The Committee of Creditors is an important organ in the insolvency mechanism. It is a committee comprising financial creditors to whom the corporate debtor owes. The committee is envisioned to be a decision making body in terms of important decisions or for that matter routine decisions during the Corporate Insolvency Resolution Process (CIRP). It is also required to assess and approve or disprove  of those proposals put forward by the Insolvency Resolution Professional (hereinafter “IRP”) or Resolution Professional (hereinafter “RP”) which may affect the outcome of CIRP. 

The Committee is envisioned to recognize and represent the interest of the financial creditors in the CIRP owing to the fact that a relatively high percentage of dues is usually owed to them by the corporate debtor. In this manner, the committee is tasked with ratifying the decisions taken by the RP or IRP in a managerial capacity. The committee is empowered to ratify or reject all decisions which can potentially affect on the CIRP and its outcome.

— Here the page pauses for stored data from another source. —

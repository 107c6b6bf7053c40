//! Shared world state for auto-close BDD scenarios.

use std::{collections::HashMap, sync::Arc};

use mockable::DefaultClock;
use rstest::fixture;
use todolist::todo::{
    adapters::memory::InMemoryTodoStore,
    domain::{Project, Task, TodoLimits},
    services::TodoListManager,
};

/// Manager type used by the BDD world.
pub type TestManager = TodoListManager<InMemoryTodoStore, InMemoryTodoStore, DefaultClock>;

/// Scenario world for auto-close behaviour tests.
pub struct AutocloseWorld {
    pub store: Arc<InMemoryTodoStore>,
    pub manager: TestManager,
    pub project: Option<Project>,
    pub tasks: HashMap<String, Task>,
    pub last_closed: Option<usize>,
}

impl AutocloseWorld {
    /// Creates a world over an empty store.
    #[must_use]
    pub fn new() -> Self {
        let store = Arc::new(InMemoryTodoStore::new());
        let manager = TodoListManager::new(
            Arc::clone(&store),
            Arc::clone(&store),
            Arc::new(DefaultClock),
            TodoLimits::default(),
        );

        Self {
            store,
            manager,
            project: None,
            tasks: HashMap::new(),
            last_closed: None,
        }
    }

    /// Returns the task remembered under `title`.
    ///
    /// # Errors
    ///
    /// Returns an error when no such task was created in the scenario.
    pub fn task(&self, title: &str) -> Result<&Task, eyre::Report> {
        self.tasks
            .get(title)
            .ok_or_else(|| eyre::eyre!("missing task '{title}' in scenario world"))
    }
}

impl Default for AutocloseWorld {
    fn default() -> Self {
        Self::new()
    }
}

/// Fixture that creates a new scenario world.
#[fixture]
pub fn world() -> AutocloseWorld {
    AutocloseWorld::default()
}

/// Runs an async operation within sync step definitions.
pub fn run_async<T>(future: impl std::future::Future<Output = T>) -> T {
    tokio::task::block_in_place(|| tokio::runtime::Handle::current().block_on(future))
}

Under Section 18 of the Insolvency and Bankruptcy Code, 2016 (hereinafter “IBC”), the IRP is to constitute the committee upon consideration and collation of all the claims which are received against the corporate debtor and after the determination of the overall financial condition of the corporate debtor. The public announcement plays a big role in the determination of whose interest will be taken up in CIRP as the committee is initially formed of those creditors whose claims have been received within stipulated time. Financial creditors who submit their claim after the expiry of stipulated time are admitted but only for purposes which arise after such admission. Decisions taken prior to admission cannot be brought in issue by such a financial creditor. 

UNCITRAL’s Legislative Guide to Insolvency Law

The glossary to the UNCITRAL’s Legislative Guide on Insolvency Law defines “creditor” as;

“A natural or legal person that has a claim against the debtor that arose on or before the commencement of the insolvency proceedings”

Furthermore, the glossary also defines “Creditor Committee” as a;

“Representative body of creditors appointed in accordance with the insolvency law, having consultative and other powers as specified in the insolvency law”

According to the UNCITRAL’s LGIL, creditors have a significant interest in the corporate debtor’s business once insolvency proceedings have been entered into. Insolvency representatives or professionals are put in as a general safeguard in many jurisdictions in this regard. In addition to this safeguard, many countries’ insolvency law also enable and facilitate direct involvement of the creditors in the decision making process. The rationale for the provisions for direct involvement is that due to the creditors’ position as the party with the primary economic stake in the proceedings their outcome they may lose confidence in proceedings where key decisions are made without their consent and by individuals who might not have the required expertise in the debtor’s field of business or might have lack of independence in regard to discharge of his duties which, in turn, may be due to manner of appointment.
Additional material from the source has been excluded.